![]() |
| Polda Sumsel menjamin keamanan penuh bagi umat Kristiani yang menjalankan Jumat Agung atau peringatan Wafatnya Yesus Kristus di seluruh wilayah Bumi Sriwijaya |
PALEMBANG MSM.COM — Kepolisian Daerah Sumatera
Selatan (Polda Sumsel) menjamin keamanan penuh bagi umat Kristiani yang
menjalankan ibadah Jumat Agung atau peringatan Wafatnya Yesus Kristus di
seluruh wilayah Bumi Sriwijaya. Dengan mengerahkan ribuan personel gabungan,
Polri hadir bukan hanya sebagai penjaga keamanan, tetapi juga sebagai pelayan
masyarakat yang memastikan hak beribadah setiap warga negara terpenuhi tanpa
rasa was-was. Komitmen ini diwujudkan dengan menerjunkan sebanyak 2.671
personel gabungan, yang terdiri dari 2.425 anggota Polri dan 246 personel TNI,
untuk mengawal ketat 404 titik gereja yang tersebar di 17 kabupaten dan kota
se-Sumatera Selatan.
Kehadiran
pimpinan kepolisian di tengah jemaat terlihat nyata pada Jumat (03/04/2026)

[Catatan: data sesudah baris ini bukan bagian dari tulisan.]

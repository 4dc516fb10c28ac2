//! Container lifecycle management for dbdeploy.
//!
//! Drives a resolved plan against a container runtime: realizes the image
//! chain, reconciles the container with the state machine, waits for the
//! DBMS to accept connections and runs one-shot initialization.

#![cfg_attr(test, allow(clippy::expect_used, clippy::unwrap_used))]

pub mod backend;
pub mod engine;
pub mod lifecycle;
pub mod readiness;
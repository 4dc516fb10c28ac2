//! Container lifecycle state machine.
//!
//! State is observed from the runtime on every invocation, never persisted.
//! The host port is owned by at most one running container per
//! port-prefix: any other running occupant is evicted before the target
//! claims it. Restart versus create depends only on the target's state.
//!
//! | target  | conflict | actions              |
//! |---------|----------|----------------------|
//! | running | any      | none                 |
//! | stopped | yes      | stop C, restart T    |
//! | stopped | no       | restart T            |
//! | absent  | yes      | stop C, create T     |
//! | absent  | no       | create T             |
//!
//! Actions are not transactional: a failed restart or create after a
//! successful eviction leaves the port unbound.

use std::fmt;

use dbdeploy_catalog::resolver::Plan;
use dbdeploy_common::error::Result;
use dbdeploy_common::types::{ContainerName, ContainerState};

use crate::backend::{ContainerRuntime, RunSpec};

/// Runtime state relevant to one plan.
#[derive(Debug, Clone, PartialEq, Eq)]
pub struct Observation {
    /// State of the target container.
    pub target: ContainerState,
    /// A running container holding the same port-prefix, if any.
    pub conflict: Option<ContainerName>,
}

/// One runtime mutation.
#[derive(Debug, Clone, PartialEq, Eq)]
pub enum Action {
    /// Stop a conflicting container.
    Stop(ContainerName),
    /// Restart the stopped target.
    Restart,
    /// Create the target from its image.
    Create,
}

/// What happened to the target container.
#[derive(Debug, Clone, Copy, PartialEq, Eq)]
pub enum Transition {
    /// Already running; nothing was done.
    NoOp,
    /// An existing container was restarted.
    Restarted,
    /// A new container was created.
    Created,
}

impl fmt::Display for Transition {
    fn fmt(&self, f: &mut fmt::Formatter<'_>) -> fmt::Result {
        match self {
            Self::NoOp => write!(f, "already running"),
            Self::Restarted => write!(f, "restarted"),
            Self::Created => write!(f, "created"),
        }
    }
}

/// Queries the runtime for the target container and any port conflict.
///
/// # Errors
///
/// Returns `DeployError::Runtime` if the runtime cannot be queried.
pub fn observe(runtime: &dyn ContainerRuntime, plan: &Plan) -> Result<Observation> {
    let target = plan.container.as_str();
    let running = runtime.list_names(&plan.port_prefix, false)?;

    let state = if running.iter().any(|name| name == target) {
        ContainerState::Running
    } else if runtime
        .list_names(target, true)?
        .iter()
        .any(|name| name == target)
    {
        ContainerState::Stopped
    } else {
        ContainerState::Absent
    };

    let conflict = running
        .into_iter()
        .find(|name| name.starts_with(&plan.port_prefix) && name != target)
        .map(ContainerName::new);

    tracing::info!(
        container = %plan.container,
        state = %state,
        conflict = conflict.as_ref().map(ContainerName::as_str),
        "observed container"
    );
    Ok(Observation {
        target: state,
        conflict,
    })
}

/// Returns the actions that bring the target to running.
#[must_use]
pub fn plan_transition(observation: &Observation) -> Vec<Action> {
    if observation.target == ContainerState::Running {
        return Vec::new();
    }
    let mut actions = Vec::with_capacity(2);
    if let Some(conflict) = &observation.conflict {
        actions.push(Action::Stop(conflict.clone()));
    }
    actions.push(match observation.target {
        ContainerState::Stopped => Action::Restart,
        _ => Action::Create,
    });
    actions
}

/// Executes `actions` for `plan` in order.
///
/// # Errors
///
/// Returns the first runtime failure; remaining actions are skipped.
pub fn apply(runtime: &dyn ContainerRuntime, plan: &Plan, actions: &[Action]) -> Result<Transition> {
    let mut transition = Transition::NoOp;
    for action in actions {
        match action {
            Action::Stop(name) => {
                tracing::info!(container = %name, "stopping conflicting container");
                runtime.stop(name)?;
            }
            Action::Restart => {
                tracing::info!(container = %plan.container, "restarting container");
                runtime.restart(&plan.container)?;
                transition = Transition::Restarted;
            }
            Action::Create => {
                tracing::info!(container = %plan.container, image = %plan.image, "running container");
                runtime.run(&RunSpec::from_plan(plan))?;
                transition = Transition::Created;
            }
        }
    }
    Ok(transition)
}
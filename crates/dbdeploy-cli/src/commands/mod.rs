//! CLI command definitions and dispatch.

pub mod bisect;
pub mod deploy;
pub mod list;
pub mod plan;

use std::path::PathBuf;

use anyhow::Context;
use clap::{Args, Parser, Subcommand, ValueEnum};
use dbdeploy_catalog::catalog::Catalog;
use dbdeploy_catalog::resolver::{Layout, Plan, Resolver};
use dbdeploy_common::config::DeployerConfig;
use dbdeploy_common::constants::BIN_NAME;

/// dbdeploy: DBMS release deployment and bisection on Docker.
#[derive(Parser, Debug)]
#[command(name = BIN_NAME, version, about, long_about = None)]
pub struct Cli {
    /// Subcommand to execute.
    #[command(subcommand)]
    pub command: Command,

    /// Options shared by every subcommand.
    #[command(flatten)]
    pub global: GlobalArgs,
}

/// Options shared by every subcommand.
#[derive(Args, Debug, Clone, Default)]
pub struct GlobalArgs {
    /// JSON configuration file.
    #[arg(long, global = true, env = "DBDEPLOY_CONFIG")]
    pub config: Option<PathBuf>,

    /// Release catalog (overrides the configuration).
    #[arg(long, global = true, env = "DBDEPLOY_CATALOG")]
    pub catalog: Option<PathBuf>,

    /// Directory holding env/meta Dockerfile trees.
    #[arg(long, global = true, env = "DBDEPLOY_DOCKERDB_DIR")]
    pub dockerdb_dir: Option<PathBuf>,

    /// Directory receiving per-release build contexts.
    #[arg(long, global = true, env = "DBDEPLOY_DOWNLOAD_DIR")]
    pub download_dir: Option<PathBuf>,

    /// Log output format.
    #[arg(long, global = true, value_enum, default_value_t = LogFormat::Text)]
    pub log_format: LogFormat,
}

/// Log output format.
#[derive(ValueEnum, Debug, Clone, Copy, Default, PartialEq, Eq)]
pub enum LogFormat {
    /// Human-readable lines.
    #[default]
    Text,
    /// One JSON object per event.
    Json,
}

impl GlobalArgs {
    /// Loads the configuration file, if any, and applies flag overrides.
    ///
    /// # Errors
    ///
    /// Returns an error if the configuration file is unreadable or invalid.
    pub fn config(&self) -> anyhow::Result<DeployerConfig> {
        let mut config = match &self.config {
            Some(path) => DeployerConfig::load(path)
                .with_context(|| format!("loading configuration {}", path.display()))?,
            None => DeployerConfig::default(),
        };
        if let Some(path) = &self.catalog {
            config.catalog_path.clone_from(path);
        }
        if let Some(dir) = &self.dockerdb_dir {
            config.dockerdb_dir.clone_from(dir);
        }
        if let Some(dir) = &self.download_dir {
            config.download_dir.clone_from(dir);
        }
        Ok(config)
    }

    /// Loads the configuration and the catalog it points to.
    ///
    /// # Errors
    ///
    /// Returns an error if either file is unreadable or invalid.
    pub fn load(&self) -> anyhow::Result<(DeployerConfig, Catalog)> {
        let config = self.config()?;
        let catalog = Catalog::load(&config.catalog_path)
            .with_context(|| format!("loading catalog {}", config.catalog_path.display()))?;
        Ok((config, catalog))
    }
}

/// A release bound to a host port.
#[derive(Args, Debug, Clone)]
pub struct TargetArgs {
    /// DBMS name, e.g. `mysql`.
    pub dbms: String,
    /// Version name or image tag.
    pub release: String,
    /// Host port to publish the DBMS on.
    pub port: u16,
}

impl TargetArgs {
    /// Resolves this target into a deployment plan.
    ///
    /// # Errors
    ///
    /// Returns an error if the DBMS or release is unknown.
    pub fn resolve(&self, config: &DeployerConfig, catalog: &Catalog) -> anyhow::Result<Plan> {
        let plan = Resolver::new(catalog, Layout::from_config(config))
            .resolve(&self.dbms, &self.release, self.port)?;
        Ok(plan)
    }
}

/// Available CLI subcommands.
#[derive(Subcommand, Debug)]
pub enum Command {
    /// List DBMS names, or the releases of one DBMS from oldest to newest.
    #[command(visible_alias = "ls")]
    List(list::ListArgs),
    /// Show the resolved deployment plan without touching the runtime.
    Plan(plan::PlanArgs),
    /// Build, start and initialize a release on a host port.
    #[command(visible_alias = "run")]
    Deploy(deploy::DeployArgs),
    /// Print the release midway between two releases.
    Bisect(bisect::BisectArgs),
}

/// Dispatches the parsed CLI command to its handler.
///
/// # Errors
///
/// Returns an error if the command execution fails.
pub fn execute(cli: Cli) -> anyhow::Result<()> {
    match cli.command {
        Command::List(args) => list::execute(&args, &cli.global),
        Command::Plan(args) => plan::execute(&args, &cli.global),
        Command::Deploy(args) => deploy::execute(&args, &cli.global),
        Command::Bisect(args) => bisect::execute(&args, &cli.global),
    }
}
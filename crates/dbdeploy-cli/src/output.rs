//! Formatted output helpers for CLI commands.
//!
//! Formatting returns plain strings; only [`emit`] writes to stdout, so
//! logs on stderr never interleave with data.

use std::fmt::Write as _;

use dbdeploy_catalog::catalog::Catalog;
use dbdeploy_catalog::model::{DbmsEntry, ProbeSpec};
use dbdeploy_catalog::resolver::{BuildStep, LayerRole, Plan};
use dbdeploy_common::constants::LOCAL_HOST;
use dbdeploy_runtime::engine::DeployReport;

/// Writes command output to stdout.
#[allow(clippy::print_stdout)]
pub fn emit(text: &str) {
    println!("{}", text.trim_end());
}

/// One DBMS name per line, in catalog order.
#[must_use]
pub fn format_dbms_names(catalog: &Catalog) -> String {
    catalog
        .entries()
        .iter()
        .fold(String::new(), |mut out, entry| {
            let _ = writeln!(out, "{}", entry.name);
            out
        })
}

/// Release identifiers of one DBMS, oldest first, under a count header.
#[must_use]
pub fn format_releases(entry: &DbmsEntry) -> String {
    let releases = entry.releases();
    let mut out = format!("{} versions(old->new):\n", releases.len());
    for release in releases {
        let _ = writeln!(out, "{}", release.id);
    }
    out
}

/// Human-readable rendering of a resolved plan.
#[must_use]
pub fn format_plan(plan: &Plan) -> String {
    let mut out = String::new();
    let _ = writeln!(out, "Deployment plan for {} {}", plan.dbms, plan.release);
    let _ = writeln!(out, "  container: {}", plan.container);
    let _ = writeln!(out, "  image:     {}", plan.image);
    let _ = writeln!(out, "  port:      {} -> {}", plan.host_port, plan.container_port);
    if !plan.run_flags.is_empty() {
        let _ = writeln!(out, "  flags:     {}", plan.run_flags.join(" "));
    }
    let _ = writeln!(out, "  probe:     {}", describe_probe(&plan.probe));
    let _ = writeln!(out, "  init:      {} command(s)", plan.init.len());
    let _ = writeln!(out, "  build chain:");
    for (i, step) in plan.chain.iter().enumerate() {
        let n = i + 1;
        match step {
            BuildStep::Build {
                role,
                image,
                context,
                artifacts,
            } => {
                let role = match role {
                    LayerRole::Env => "env",
                    LayerRole::Release => "release",
                };
                let _ = writeln!(
                    out,
                    "    {n}. build {role} image {image} from {}",
                    context.display()
                );
                for artifact in artifacts.iter().flat_map(|set| &set.items) {
                    let _ = writeln!(out, "       fetch {}", artifact.url);
                }
            }
            BuildStep::Template { source, context } => {
                let _ = writeln!(
                    out,
                    "    {n}. copy {} into {}",
                    source.display(),
                    context.display()
                );
            }
            BuildStep::Pull { image } => {
                let _ = writeln!(out, "    {n}. pull {image}");
            }
        }
    }
    out
}

fn describe_probe(probe: &ProbeSpec) -> String {
    match probe {
        ProbeSpec::Connect => "connect".to_string(),
        ProbeSpec::Exec { command } => format!("exec {}", command.join(" ")),
    }
}

/// Connection summary printed after a successful deployment.
#[must_use]
pub fn format_summary(plan: &Plan, report: &DeployReport) -> String {
    let mut out = String::new();
    let _ = writeln!(
        out,
        "{} {} (ready after {} probe(s))",
        report.container, report.transition, report.ready_after
    );
    let _ = writeln!(out, "  image:    {}", report.image);
    if let Some(evicted) = &report.evicted {
        let _ = writeln!(out, "  stopped:  {evicted}");
    }
    if report.init_commands > 0 {
        let _ = writeln!(out, "  init:     {} command(s)", report.init_commands);
    }
    let _ = writeln!(out, "  host:     {LOCAL_HOST}");
    let _ = writeln!(out, "  port:     {}", plan.host_port);
    let _ = writeln!(out, "  user:     {}", plan.credentials.user);
    let _ = writeln!(out, "  password: {}", plan.credentials.password);
    let _ = writeln!(out, "  database: {}", plan.credentials.default_db);
    out
}
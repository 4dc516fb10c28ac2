//! Catalog data model.
//!
//! The on-disk JSON keeps the historical shape (`versions` built from
//! source, `images` pulled prebuilt). Both are converted into one
//! [`Release`] type whose [`ReleaseSource`] is decided by which fields an
//! entry populates.

use std::collections::{HashMap, HashSet};
use std::sync::OnceLock;

use dbdeploy_common::error::{DeployError, Result};
use dbdeploy_common::types::{Credentials, ImageRef, Sha256Hash};
use serde::{Deserialize, Serialize};

/// How readiness of a deployed instance is checked.
#[derive(Debug, Clone, Default, PartialEq, Eq, Serialize, Deserialize)]
#[serde(tag = "kind", rename_all = "lowercase")]
pub enum ProbeSpec {
    /// Log in on the host port with the DBMS credentials and run `SELECT 1`.
    #[default]
    Connect,
    /// Run a command inside the container; exit status zero means ready.
    Exec {
        /// Command and arguments.
        command: Vec<String>,
    },
}

/// A file downloaded into a release's build context before building.
#[derive(Debug, Clone, PartialEq, Eq)]
pub struct ArtifactSpec {
    /// File name, appended to the release's URL prefix.
    pub file_name: String,
    /// Expected SHA-256 of the file.
    pub sha256: Option<Sha256Hash>,
}

/// A release built locally from the env/meta Dockerfile trees.
#[derive(Debug, Clone, PartialEq, Eq)]
pub struct BuildSource {
    /// URL prefix artifacts are fetched from.
    pub url_prefix: String,
    /// Artifacts required in the build context.
    pub artifacts: Vec<ArtifactSpec>,
    /// Meta template directory whose Dockerfile seeds the build context.
    pub meta: Option<String>,
    /// Environment layer directory built as the base image.
    pub env: Option<String>,
}

/// Where a release's image comes from.
#[derive(Debug, Clone, PartialEq, Eq)]
pub enum ReleaseSource {
    /// Built from source through the env → meta → release chain.
    BuildFromSource(BuildSource),
    /// Pulled as a prebuilt image.
    PullPrebuilt(ImageRef),
}

/// A single version or prebuilt image of a DBMS.
#[derive(Debug, Clone, PartialEq, Eq)]
pub struct Release {
    /// Identifier, unique within its DBMS.
    pub id: String,
    /// Image origin.
    pub source: ReleaseSource,
    /// `docker run` flags overriding the DBMS default when non-empty.
    pub run_flags: Vec<String>,
    /// Readiness probe overriding the DBMS default when set.
    pub readiness: Option<ProbeSpec>,
    /// One-shot init commands overriding the DBMS default when non-empty.
    pub init: Vec<Vec<String>>,
}

/// A DBMS product and its releases, oldest first.
#[derive(Debug)]
pub struct DbmsEntry {
    /// Unique DBMS name.
    pub name: String,
    /// Port the DBMS listens on inside the container.
    pub port: u16,
    /// Default connection credentials.
    pub credentials: Credentials,
    /// Default `docker run` flags.
    pub run_flags: Vec<String>,
    /// Default readiness probe.
    pub readiness: Option<ProbeSpec>,
    /// Default one-shot init commands.
    pub init: Vec<Vec<String>>,
    releases: Vec<Release>,
    index: OnceLock<HashMap<String, usize>>,
}

impl DbmsEntry {
    /// Creates an entry from releases in catalog order.
    ///
    /// # Errors
    ///
    /// Returns `DeployError::Config` if two releases share an identifier.
    pub fn new(
        name: impl Into<String>,
        port: u16,
        credentials: Credentials,
        releases: Vec<Release>,
    ) -> Result<Self> {
        let name = name.into();
        let mut seen = HashSet::with_capacity(releases.len());
        if let Some(dup) = releases.iter().find(|r| !seen.insert(r.id.as_str())) {
            return Err(DeployError::Config {
                message: format!("dbms {name}: duplicate release {}", dup.id),
            });
        }
        Ok(Self {
            name,
            port,
            credentials,
            run_flags: Vec::new(),
            readiness: None,
            init: Vec::new(),
            releases,
            index: OnceLock::new(),
        })
    }

    /// Returns the releases in catalog order, oldest first.
    #[must_use]
    pub fn releases(&self) -> &[Release] {
        &self.releases
    }

    /// Looks up a release by exact identifier.
    ///
    /// The identifier index is built on the first lookup and reused for
    /// the lifetime of the entry.
    #[must_use]
    pub fn release(&self, id: &str) -> Option<&Release> {
        let index = self.index.get_or_init(|| {
            tracing::debug!(dbms = %self.name, releases = self.releases.len(), "indexing releases");
            self.releases
                .iter()
                .enumerate()
                .map(|(i, r)| (r.id.clone(), i))
                .collect()
        });
        index.get(id).and_then(|&i| self.releases.get(i))
    }
}

// ---------------------------------------------------------------------------
// On-disk representation
// ---------------------------------------------------------------------------

#[derive(Debug, Deserialize)]
#[serde(untagged)]
enum PortValue {
    Number(u16),
    Text(String),
}

#[derive(Debug, Deserialize)]
#[serde(untagged)]
enum RawArtifact {
    Name(String),
    Detailed { name: String, sha256: Option<String> },
}

#[derive(Debug, Deserialize)]
#[serde(rename_all = "camelCase")]
pub(crate) struct RawDbms {
    name: String,
    #[serde(default)]
    user: String,
    #[serde(default)]
    password: String,
    port: PortValue,
    #[serde(default, rename = "defaultDB")]
    default_db: String,
    #[serde(default)]
    run_flags: Vec<String>,
    #[serde(default)]
    readiness: Option<ProbeSpec>,
    #[serde(default)]
    init: Vec<Vec<String>>,
    #[serde(default)]
    versions: Vec<RawRelease>,
    #[serde(default)]
    images: Vec<RawRelease>,
}

#[derive(Debug, Deserialize)]
#[serde(rename_all = "camelCase")]
struct RawRelease {
    name: Option<String>,
    url_prefix: Option<String>,
    #[serde(default)]
    file_names: Vec<RawArtifact>,
    meta: Option<String>,
    env: Option<String>,
    repo: Option<String>,
    tag: Option<String>,
    #[serde(default)]
    run_flags: Vec<String>,
    #[serde(default)]
    readiness: Option<ProbeSpec>,
    #[serde(default)]
    init: Vec<Vec<String>>,
}

impl TryFrom<RawDbms> for DbmsEntry {
    type Error = DeployError;

    fn try_from(raw: RawDbms) -> Result<Self> {
        let port = match raw.port {
            PortValue::Number(p) => p,
            PortValue::Text(s) => s.trim().parse().map_err(|_| DeployError::Config {
                message: format!("dbms {}: invalid port {s:?}", raw.name),
            })?,
        };

        check_commands(raw.readiness.as_ref(), &raw.init).map_err(|message| {
            DeployError::Config {
                message: format!("dbms {}: {message}", raw.name),
            }
        })?;

        let releases = raw
            .versions
            .into_iter()
            .chain(raw.images)
            .map(|r| convert_release(&raw.name, r))
            .collect::<Result<Vec<_>>>()?;

        let mut entry = Self::new(
            raw.name,
            port,
            Credentials {
                user: raw.user,
                password: raw.password,
                default_db: raw.default_db,
            },
            releases,
        )?;
        entry.run_flags = raw.run_flags;
        entry.readiness = raw.readiness;
        entry.init = raw.init;
        Ok(entry)
    }
}

fn convert_release(dbms: &str, raw: RawRelease) -> Result<Release> {
    let wants_pull = raw.repo.is_some() || raw.tag.is_some();
    let wants_build = raw.url_prefix.is_some()
        || !raw.file_names.is_empty()
        || raw.meta.is_some()
        || raw.env.is_some();
    let label = raw
        .name
        .clone()
        .or_else(|| raw.tag.clone())
        .unwrap_or_else(|| "<unnamed>".to_string());
    let invalid = |message: &str| DeployError::Config {
        message: format!("dbms {dbms}: release {label}: {message}"),
    };

    check_commands(raw.readiness.as_ref(), &raw.init).map_err(invalid)?;

    let source = match (wants_pull, wants_build) {
        (true, true) => return Err(invalid("declares both build and pull fields")),
        (true, false) => {
            let (Some(repo), Some(tag)) = (raw.repo, raw.tag.clone()) else {
                return Err(invalid("pull releases need both repo and tag"));
            };
            ReleaseSource::PullPrebuilt(ImageRef::new(repo, tag))
        }
        (false, _) => ReleaseSource::BuildFromSource(BuildSource {
            url_prefix: raw.url_prefix.unwrap_or_default(),
            artifacts: raw
                .file_names
                .into_iter()
                .map(|a| -> Result<ArtifactSpec> {
                    Ok(match a {
                        RawArtifact::Name(file_name) => ArtifactSpec {
                            file_name,
                            sha256: None,
                        },
                        RawArtifact::Detailed { name, sha256 } => ArtifactSpec {
                            file_name: name,
                            sha256: sha256.map(Sha256Hash::from_hex).transpose()?,
                        },
                    })
                })
                .collect::<Result<Vec<_>>>()?,
            meta: raw.meta,
            env: raw.env,
        }),
    };

    let id = raw
        .name
        .or(raw.tag)
        .filter(|id| !id.is_empty())
        .ok_or_else(|| invalid("missing name"))?;

    Ok(Release {
        id,
        source,
        run_flags: raw.run_flags,
        readiness: raw.readiness,
        init: raw.init,
    })
}

/// Rejects exec probes and init steps without a program to run.
fn check_commands(
    readiness: Option<&ProbeSpec>,
    init: &[Vec<String>],
) -> std::result::Result<(), &'static str> {
    if matches!(readiness, Some(ProbeSpec::Exec { command }) if command.is_empty()) {
        return Err("exec probe has an empty command");
    }
    if init.iter().any(Vec::is_empty) {
        return Err("init contains an empty command");
    }
    Ok(())
}
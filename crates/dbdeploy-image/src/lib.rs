//! # dbdeploy-image
//!
//! Realizes the image side of a deployment plan.
//!
//! Handles:
//! - **Store**: The [`ImageStore`](store::ImageStore) seam over the container runtime's image cache.
//! - **Fetch**: Resumable artifact downloads into build contexts.
//! - **Hashing**: SHA-256 verification of downloaded artifacts.
//! - **Template**: Seeding a build context with a shared Dockerfile.
//! - **Builder**: Existence-idempotent, bottom-up realization of a build chain.

#![cfg_attr(test, allow(clippy::expect_used, clippy::unwrap_used))]

pub mod builder;
pub mod fetch;
pub mod hash;
pub mod store;
pub mod template;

melalui aksi monitoring langsung oleh para Kapolres jajaran. Kapolrestabes
Palembang, Kombes Pol Sonny Mahar Budi Adityawan, meninjau langsung pengamanan
di Gereja Santo Yoseph serta Gereja Katedral Santa Maria Palembang guna
memastikan setiap aspek keamanan berjalan optimal. Langkah serupa dilakukan
oleh Kapolres Banyuasin, AKBP Risnan Aldino, yang menyisir sejumlah rumah
ibadah dari Kelurahan Seterio hingga Kecamatan Betung, serta Kapolres Musi
Rawas, AKBP Agung Adhitya Pranata, yang memimpin pengamanan di wilayah
Tugumulyo demi menjamin kekhusyukan jemaat yang tengah beribadah.
Skala
pengamanan ini terdistribusi secara merata di berbagai wilayah hukum untuk
memastikan tidak ada celah bagi gangguan kamtibmas. Sebagai gambaran, di
wilayah Kota Palembang disiagakan 510 personel untuk mengawal 64 gereja,
sementara di Kabupaten Banyuasin terdapat 171 personel yang menjaga 47 titik
ibadah. Di wilayah lain seperti Ogan Komering Ilir (OKI), sebanyak 122 personel
dikerahkan untuk 41 gereja, dan di Muara Enim diterjunkan 230 personel guna
mengamankan 27 lokasi ibadah. Strategi penguatan ini merupakan bagian dari
Operasi Pengamanan Perayaan Ibadah Paskah 2026 yang berlangsung selama empat
hari, mulai dari Kamis Putih hingga Minggu Paskah mendatang.
Dalam
pelaksanaannya, Polri mengedepankan tindakan preemtif dan preventif dengan cara
bertindak yang sangat humanis serta persuasif. Sebelum rangkaian ibadah
dimulai, Tim Jibom dari Sat Brimob Polda Sumsel telah melakukan sterilisasi
menyeluruh di setiap sudut gereja untuk memastikan lokasi benar-benar aman dari
benda berbahaya. Personel yang bertugas di lapangan pun tampil dengan rompi
warna hijau agar mudah dikenali jemaat yang memerlukan bantuan, menunjukkan
sisi kepolisian yang siaga namun tetap dekat dengan masyarakat. Selain itu,
petugas dilarang menggunakan senjata api tanpa perintah khusus pimpinan untuk
menghindari kesan intimidatif dan menjaga kesucian suasana ibadah.
Di
luar pengamanan area gereja, petugas kepolisian juga sibuk memberikan pelayanan
publik lainnya, mulai dari pengaturan arus lalu lintas oleh Satgas
Kamseltibcarlantas guna mencegah kemacetan, hingga penyediaan tim medis dari
Dokkes Polri bagi jemaat yang membutuhkan pertolongan kesehatan darurat.
Melalui sinergi lintas sektoral dan pendekatan yang melayani ini, Polda Sumsel
bertekad merawat toleransi dan menjaga predikat Sumatera Selatan sebagai
wilayah zero conflict. Kehadiran Polri di setiap gerbang gereja menjadi bukti
nyata bahwa negara senantiasa hadir untuk mendampingi masyarakat, memastikan
kedamaian dan kerukunan umat beragama tetap terjaga di Bumi Sriwijaya.